Friday, December 30, 2011

Dreaming with eyes wide open

You know how it is;
You've just had one of those experiences, the life-altering kind. Perhaps it was the amount of time it lasted, the people you were with, the things you saw, or the nature of what you did.  It was everything you felt.
Though of course, there has to be a return to "normalcy". Some transitions are more abrupt than others.
If you haven't guessed yet, I'm already yearning to relive the past 4 months of my life in France. I have issues with dwelling on the past, it's really something I should work on--but it freaks me out, because it feels like a dream.
Fortunately for me, it wasn't! Whether it is acknowledged or not, a part of me has changed. And although I prefer the tangibility of printed photos from film, handwritten letters and souvenirs to remember where I've been, I like that I have hundreds of digital photos that tell stories and Facebook to connect with my friends on the other side of the world.
I'm struggling with identity disjointedness [apparently a real word !].  I can't lie, when I left on December 16th I was ready to jump back into my American life.  There are things you take for granted when you're away from home for so long.  I realized this even more than I did when I left for college!  However, I feel like I'm cheating myself out; I feel like I've lost my 'French identity' already.  It's a mental turmoil, sorry I can't explain it that well.  But like I mentioned, my experience in France is now a part of me whether I can reconcile with it or not.  
These are photos from the last week I was there, the one above is the building where we took our classes.
The cafe I hung out in before political science every Tuesday.
My host family!
La Catedrale Notre Dame de Rouen
Going out with friends and taking advantage of "city life"!
And our ridiculous program group in general.

How do you summarize a trip like this...
It tends to come best in spurts.  At that moment, something I'm doing will trigger a memory of what I've done, then I'll laugh and relate it.  Trying to explain it as one long story is tough.  I just spent the last 1 1/2 actually going through my full set of photos with my parents, and we only made it through 3 weeks of my semester! 
I know people are interested, but it's almost uncomfortable because in general they probably don't... care.  Bad assumption, I know I can't apply that to everyone!!  Haha, the general formula of formality goes, "You went to France?!  Oh my god, did you love it?  How was it?"
How do you answer a question like that.  I'll tell ya---- 
"Yup, I was there for a semester!  It was amazing."
"Yeah, I think I'm fluent in French.  All the courses were in French, it wasn't too hard."
"Yes, the food was delicious... Enough baguettes for a lifetime!"
Cut me off right there because no one cares.  At least beyond that point.
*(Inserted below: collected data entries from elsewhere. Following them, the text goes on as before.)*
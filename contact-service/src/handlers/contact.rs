use axum::{
    extract::{rejection::JsonRejection, State},
    http::StatusCode,
    response::{IntoResponse, Response},
    Json,
};
use chrono::{DateTime, Utc};
use service_core::error::AppError;

use crate::error::ContactError;
use crate::models::{format_notification, ContactSubmission, SubmitContactResponse};
use crate::services::{record_submission, EmailVerifier, NotificationSender};
use crate::startup::AppState;

/// `POST /submit-contact`
#[tracing::instrument(skip(state, payload))]
pub async fn submit_contact(
    State(state): State<AppState>,
    payload: Result<Json<ContactSubmission>, JsonRejection>,
) -> Response {
    let submission = match payload {
        Ok(Json(submission)) => submission,
        Err(rejection) => {
            tracing::warn!(error = %rejection.body_text(), "Rejected malformed submission body");
            return AppError::BadRequest(anyhow::anyhow!(rejection.body_text())).into_response();
        }
    };

    match relay_submission(
        state.email_verifier.as_ref(),
        state.notification_sender.as_ref(),
        &submission,
        Utc::now(),
    )
    .await
    {
        Ok(response) => (StatusCode::OK, Json(response)).into_response(),
        Err(e) => e.into_response(),
    }
}

/// Validate, verify, then send. The send never starts before verification
/// has resolved, and each early exit skips every later provider call.
pub async fn relay_submission(
    verifier: &dyn EmailVerifier,
    sender: &dyn NotificationSender,
    submission: &ContactSubmission,
    received_at: DateTime<Utc>,
) -> Result<SubmitContactResponse, ContactError> {
    submission.ensure_complete()?;

    if !verifier.is_valid(&submission.email).await {
        tracing::info!(service = %submission.service, "Submission rejected: email not verified");
        return Err(ContactError::EmailRejected);
    }

    let notification = format_notification(submission, received_at);

    let response = sender.send(&notification.body).await.map_err(|e| {
        tracing::error!(error = %e, "Failed to deliver contact notification");
        ContactError::Delivery(e.to_string())
    })?;

    tracing::info!(sid = %response.provider_id, "Contact notification delivered");
    record_submission("delivered");

    Ok(SubmitContactResponse::delivered(response.provider_id))
}

#[cfg(test)]
mod tests {
    use super::*;
    use crate::services::{EmailCheck, MockEmailVerifier, MockNotificationSender};
    use chrono::TimeZone;

    fn asha() -> ContactSubmission {
        ContactSubmission {
            name: "Asha".to_string(),
            email: "asha@example.com".to_string(),
            service: "Consulting".to_string(),
            message: "Please call me".to_string(),
        }
    }

    fn received_at() -> DateTime<Utc> {
        Utc.with_ymd_and_hms(2024, 3, 5, 15, 37, 2).unwrap()
    }

    #[tokio::test]
    async fn test_delivers_verified_submission() {
        let verifier = MockEmailVerifier::accepting();
        let sender = MockNotificationSender::with_sid("SM123");

        let response = relay_submission(&verifier, &sender, &asha(), received_at())
            .await
            .unwrap();

        assert!(response.success);
        assert_eq!(response.message, "Valid email. WhatsApp message sent!");
        assert_eq!(response.sid, "SM123");
        assert_eq!(
            sender.sent_bodies(),
            vec![format_notification(&asha(), received_at()).body]
        );
    }

    #[tokio::test]
    async fn test_missing_field_makes_no_provider_calls() {
        let verifier = MockEmailVerifier::accepting();
        let sender = MockNotificationSender::new();
        let mut submission = asha();
        submission.service.clear();

        let result = relay_submission(&verifier, &sender, &submission, received_at()).await;

        assert!(matches!(result, Err(ContactError::MissingFields)));
        assert_eq!(verifier.call_count(), 0);
        assert_eq!(sender.send_count(), 0);
    }

    #[tokio::test]
    async fn test_unverified_email_is_not_relayed() {
        for check in [
            EmailCheck {
                format_valid: true,
                smtp_check: false,
            },
            EmailCheck {
                format_valid: false,
                smtp_check: true,
            },
        ] {
            let verifier = MockEmailVerifier::with_check(check);
            let sender = MockNotificationSender::new();

            let result = relay_submission(&verifier, &sender, &asha(), received_at()).await;

            assert!(matches!(result, Err(ContactError::EmailRejected)));
            assert_eq!(sender.send_count(), 0);
        }
    }

    #[tokio::test]
    async fn test_unreachable_verifier_is_a_rejection_not_a_server_error() {
        let verifier = MockEmailVerifier::unreachable();
        let sender = MockNotificationSender::new();

        let result = relay_submission(&verifier, &sender, &asha(), received_at()).await;

        let err = result.unwrap_err();
        assert!(matches!(err, ContactError::EmailRejected));
        assert_eq!(err.status_code(), StatusCode::BAD_REQUEST);
        assert_eq!(sender.send_count(), 0);
    }

    #[tokio::test]
    async fn test_sender_failure_is_a_delivery_error() {
        let verifier = MockEmailVerifier::accepting();
        let sender = MockNotificationSender::failing("Authenticate");

        let result = relay_submission(&verifier, &sender, &asha(), received_at()).await;

        match result {
            Err(ContactError::Delivery(reason)) => assert_eq!(reason, "Authenticate"),
            other => panic!("expected Delivery error, got {:?}", other),
        }
    }
}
Bah, and I understand!  My parents' eyes were probably glazing over but I have to say that I love them immensely for being patient to give me time to explain everything and expressing genuine interest.  And this blog, it's my other outlet of expression!  So whether you're truly engaged in what I'm writing about or not, I thank you sincerely for dropping by.

Oh la vache, I can't believe 2011 is over tomorrow.  What is everyone doing?

Thursday, December 1, 2011


As a part of my France semester program, we spent a week in French-speaking West Africa : Senegal!!! It was my first time being in Africa, in a developing country, into the Global South... and it was incredible.
So many beautiful things and places to see.
Baobab Trees, practically the national symbol of Senegal.
Traditionally prepared meals, eaten with our hands (did that each night with my host family)
Incredible, arabesque mosques -- this one in Touba being the largest in Sub-Saharan and Western Africa.
New perspectives on religion, beauty, respect, living...

Beautiful people to meet, with spirits and smiles that can't be justified in photos.

10 crazy Americans in Africa.
It was unbearably intriguing to discover which aspects of globalization have been integrated into their culture, and which others are still retained in tradition.  Smoking fish on the beach with wood chips and dried grass, for example, is still done as it was in the beginning.
The end of the week we moved from Dakar (the capital), to farther down the Atlantic Coast to a hotel-resort at Toubab Dialaw.
And yeah, we found paradise :)
And magnificent animals during a safari on the last morning
And the fruit of the Baobab Tree (below)!!!  The refer to it as "monkey's bread", and you crack the giant pod open and pull out this chalky, white morsels that tasted like sour apple... and it made incredible juice.

That's the briefest summary I could supply; I know these photos don't cover up the fact that I have been an atrocious blogger, but I work in cycles :B.  I'm sad to report that I have only 2 week left in France, so be prepared for the nostalgia updates and more photos I never added during my disgustingly long winter break.  I hope you all had a lovely holiday, and talk to you soon!!!